Angel's left hand settled over the nape of Spike's neck a bare instant before he threw the punch. His fist was so perfectly on target that Spike barely felt the actual impact against the base of his hand; that sensation was almost entirely overwhelmed by the explosion of white fire engulfing his arm from his fingertips to his shoulder. He made no attempt to stifle the sob that broke from his throat, and leaned hard against his still-braced left hand. Angel stayed still a moment, close behind him but not quite touching, and then his left hand slid down from Spike's neck and around him, drawing Spike back against his body. His right hand slid down Spike's right arm, drawn up in wracking pain.
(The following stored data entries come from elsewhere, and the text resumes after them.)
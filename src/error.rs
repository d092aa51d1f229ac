//! Error types for the anneal operator
//!
//! Errors are classified by how the tick loop and operators react to them:
//!
//! - [`Error::Cancelled`] propagates verbatim; the tick loop unwinds and
//!   the running operator is discarded.
//! - [`Error::Transport`] and [`Error::Remote`] surface communication and
//!   remote-command failures; inside the etcd sync wait they are absorbed
//!   into the retry budget, everywhere else they terminate the operator.
//! - [`Error::Precondition`] marks a condition a commander cannot repair
//!   (no SSH key for a node, a member without peer URLs).
//! - [`Error::SyncTimeout`] means the etcd health wait exhausted its
//!   attempts; the next tick observes status again.
//! - [`Error::Fatal`] marks malformed inputs that retrying cannot fix,
//!   such as an unparsable peer URL.
//!
//! Operators abort on the first error. The tick loop logs the failed
//! commander's descriptor and continues to the next tick after a back-off;
//! state convergence is the recovery mechanism, not retries.

use thiserror::Error;

/// Main error type for anneal operations
#[derive(Debug, Error)]
#[non_exhaustive]
pub enum Error {
    /// The surrounding context was cancelled
    #[error("operation cancelled")]
    Cancelled,

    /// SSH/HTTP/gRPC communication failure
    #[error("transport error: {0}")]
    Transport(String),

    /// A remote command ran but exited with failure
    #[error("remote command failed on {target}: {command}: {detail}")]
    Remote {
        /// Node address the command ran on
        target: String,
        /// The command line that failed
        command: String,
        /// Trailing stderr of the failed command
        detail: String,
    },

    /// A precondition the commander cannot repair is violated
    #[error("precondition failed: {0}")]
    Precondition(String),

    /// The etcd cluster did not report enough healthy endpoints in time
    #[error("etcd sync timeout")]
    SyncTimeout,

    /// Malformed input that cannot be retried
    #[error("fatal: {0}")]
    Fatal(String),

    /// Local I/O error
    #[error("io error: {0}")]
    Io(#[from] std::io::Error),

    /// etcd client error
    #[error("etcd client error: {0}")]
    Etcd(#[from] etcd_client::Error),

    /// HTTP client error
    #[error("http error: {0}")]
    Http(#[from] reqwest::Error),

    /// Certificate generation error
    #[error("certificate error: {0}")]
    Pki(#[from] rcgen::Error),

    /// Serialization/deserialization error
    #[error("serialization error: {0}")]
    Serialization(String),
}

impl Error {
    /// Create a transport error with the given message
    pub fn transport(msg: impl Into<String>) -> Self {
        Self::Transport(msg.into())
    }

    /// Create a precondition error with the given message
    pub fn precondition(msg: impl Into<String>) -> Self {
        Self::Precondition(msg.into())
    }

    /// Create a fatal error with the given message
    pub fn fatal(msg: impl Into<String>) -> Self {
        Self::Fatal(msg.into())
    }

    /// Create a serialization error with the given message
    pub fn serialization(msg: impl Into<String>) -> Self {
        Self::Serialization(msg.into())
    }

    /// True if this error is a cancellation.
    ///
    /// Fan-out aggregation uses this to prefer a real failure over the
    /// cancellations it induced in sibling tasks.
    pub fn is_cancelled(&self) -> bool {
        matches!(self, Self::Cancelled)
    }
}
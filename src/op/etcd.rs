//! etcd operators and commanders
//!
//! The operators here implement the member lifecycle of the managed etcd
//! cluster: bootstrap, join, removal, destruction, rolling version
//! updates, and parameter-drift restarts. Ordering within each operator is
//! what keeps quorum alive; the sequences below are load-bearing, not
//! stylistic.
//!
//! Two rules run through all of them:
//!
//! - A member is only momentarily stopped behind a health gate
//!   ([`WaitEtcdSync`]) that demands quorum, or quorum plus one spare
//!   before destructive changes.
//! - A node rejoining the cluster has its volume wiped first so it cannot
//!   present stale raft state; a member merely restarting keeps its data
//!   directory untouched.

use std::collections::BTreeMap;
use std::time::Duration;

use async_trait::async_trait;
use tokio_util::sync::CancellationToken;

use crate::cluster::{EtcdParams, Node, ServiceParams};
use crate::infra::Infrastructure;
use crate::status::{etcd_endpoint, EtcdMember, EtcdNodeHealth};
use crate::{Error, Result, ETCD_CONTAINER_NAME, ETCD_PEER_PORT, ETCD_PKI_DIR};

use super::common::{
    ImagePull, IssueEtcdCertificates, RunContainer, StopContainer, VolumeCreate, VolumeRemove,
};
use super::{engine_for, Command, Commander, StepSequence};

/// Default number of health-wait attempts
pub const ETCD_SYNC_ATTEMPTS: usize = 3;

/// Pause between health-wait attempts
const SYNC_RETRY_INTERVAL: Duration = Duration::from_secs(5);

/// Peer URL of the etcd member on `address`.
pub fn peer_url(address: &str) -> String {
    format!("https://{address}:{ETCD_PEER_PORT}")
}

/// Client endpoints for a control plane set.
pub fn etcd_endpoints(cp_nodes: &[&Node]) -> Vec<String> {
    cp_nodes.iter().map(|n| etcd_endpoint(&n.address)).collect()
}

/// `initial-cluster` entries naming every control plane node.
pub fn initial_cluster_all(cp_nodes: &[&Node]) -> Vec<String> {
    cp_nodes
        .iter()
        .map(|n| format!("{}={}", n.address, peer_url(&n.address)))
        .collect()
}

/// `initial-cluster` entries from a live member list.
///
/// A member that has not introduced itself yet has an empty name; it is
/// labeled with the address of the node being added, matching the `--name`
/// that node will start with. A member carrying more than one peer URL
/// would silently inflate the bootstrap string, so it is rejected instead.
pub fn initial_cluster_entries(members: &[EtcdMember], target_address: &str) -> Result<Vec<String>> {
    let mut entries = Vec::new();
    for member in members {
        if member.peer_urls.len() > 1 {
            return Err(Error::fatal(format!(
                "member {:x} has {} peer URLs",
                member.id,
                member.peer_urls.len()
            )));
        }
        for url in &member.peer_urls {
            let label = if member.name.is_empty() {
                target_address
            } else {
                &member.name
            };
            entries.push(format!("{label}={url}"));
        }
    }
    Ok(entries)
}

/// True if any of `urls` has `address` as its host component.
pub fn address_in_urls(address: &str, urls: &[String]) -> Result<bool> {
    for raw in urls {
        let url = url::Url::parse(raw)
            .map_err(|e| Error::fatal(format!("bad peer URL {raw}: {e}")))?;
        if url.host_str() == Some(address) {
            return Ok(true);
        }
    }
    Ok(false)
}

/// Engine options mounting the data volume and the TLS material.
fn etcd_container_opts(volname: &str) -> Vec<String> {
    vec![
        "--mount".to_string(),
        format!("type=volume,src={volname},dst=/var/lib/etcd"),
        format!("--volume={ETCD_PKI_DIR}:{ETCD_PKI_DIR}:ro"),
    ]
}

/// The system-required etcd argv for one member.
///
/// Every argument uses the `--flag=value` form: drift detection compares
/// tokens as strings, and the split form would never compare equal to what
/// a container reports.
pub fn etcd_built_in_params(node: &Node, initial_cluster: &[String], state: &str) -> ServiceParams {
    let addr = &node.address;
    let args = vec![
        format!("--name={addr}"),
        "--listen-peer-urls=https://0.0.0.0:2380".to_string(),
        "--listen-client-urls=https://0.0.0.0:2379".to_string(),
        format!("--initial-advertise-peer-urls=https://{addr}:2380"),
        format!("--advertise-client-urls=https://{addr}:2379"),
        format!("--cert-file={ETCD_PKI_DIR}/server.crt"),
        format!("--key-file={ETCD_PKI_DIR}/server.key"),
        "--client-cert-auth=true".to_string(),
        format!("--trusted-ca-file={ETCD_PKI_DIR}/ca-client.crt"),
        format!("--peer-cert-file={ETCD_PKI_DIR}/peer.crt"),
        format!("--peer-key-file={ETCD_PKI_DIR}/peer.key"),
        "--peer-client-cert-auth=true".to_string(),
        format!("--peer-trusted-ca-file={ETCD_PKI_DIR}/ca-peer.crt"),
        format!("--initial-cluster={}", initial_cluster.join(",")),
        "--initial-cluster-token=cke".to_string(),
        format!("--initial-cluster-state={state}"),
        "--enable-v2=false".to_string(),
        "--auto-compaction-mode=periodic".to_string(),
        "--auto-compaction-retention=24".to_string(),
    ];
    ServiceParams {
        extra_arguments: args,
        ..Default::default()
    }
}

// =============================================================================
// Commanders
// =============================================================================

/// Register a node with the etcd cluster and start its member process
pub struct AddEtcdMember {
    endpoints: Vec<String>,
    node: Node,
    opts: Vec<String>,
    extra: ServiceParams,
    image: String,
}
His hand closed over Spike's wrist, and his strong, nimble fingers began pressing, here and there against bone and nerve, and Spike went limp against him, biting his lip to hold back any sound as Angel's ministrations alternated ease of the crippling pain and its sudden and complete return.

Angel's face pressed against his hair, and his lips brushed Spike's ear as he whispered. "You struck a human under my protection, and for that you have been punished. But you also forgot your place before me, defied the proper order, and for that I shall not punish you. For that you must atone."

Spike shuddered. He had thought that Angelus would force him to kill Tonio, that night, but he was crueler than that. If he had ordered Spike to do it, he would have obeyed to the letter, and snapped the human's neck before he even knew he was in danger. Instead, Angelus had killed Tonio himself, and Spike's punishment had been to watch, to stay by Tonio's side.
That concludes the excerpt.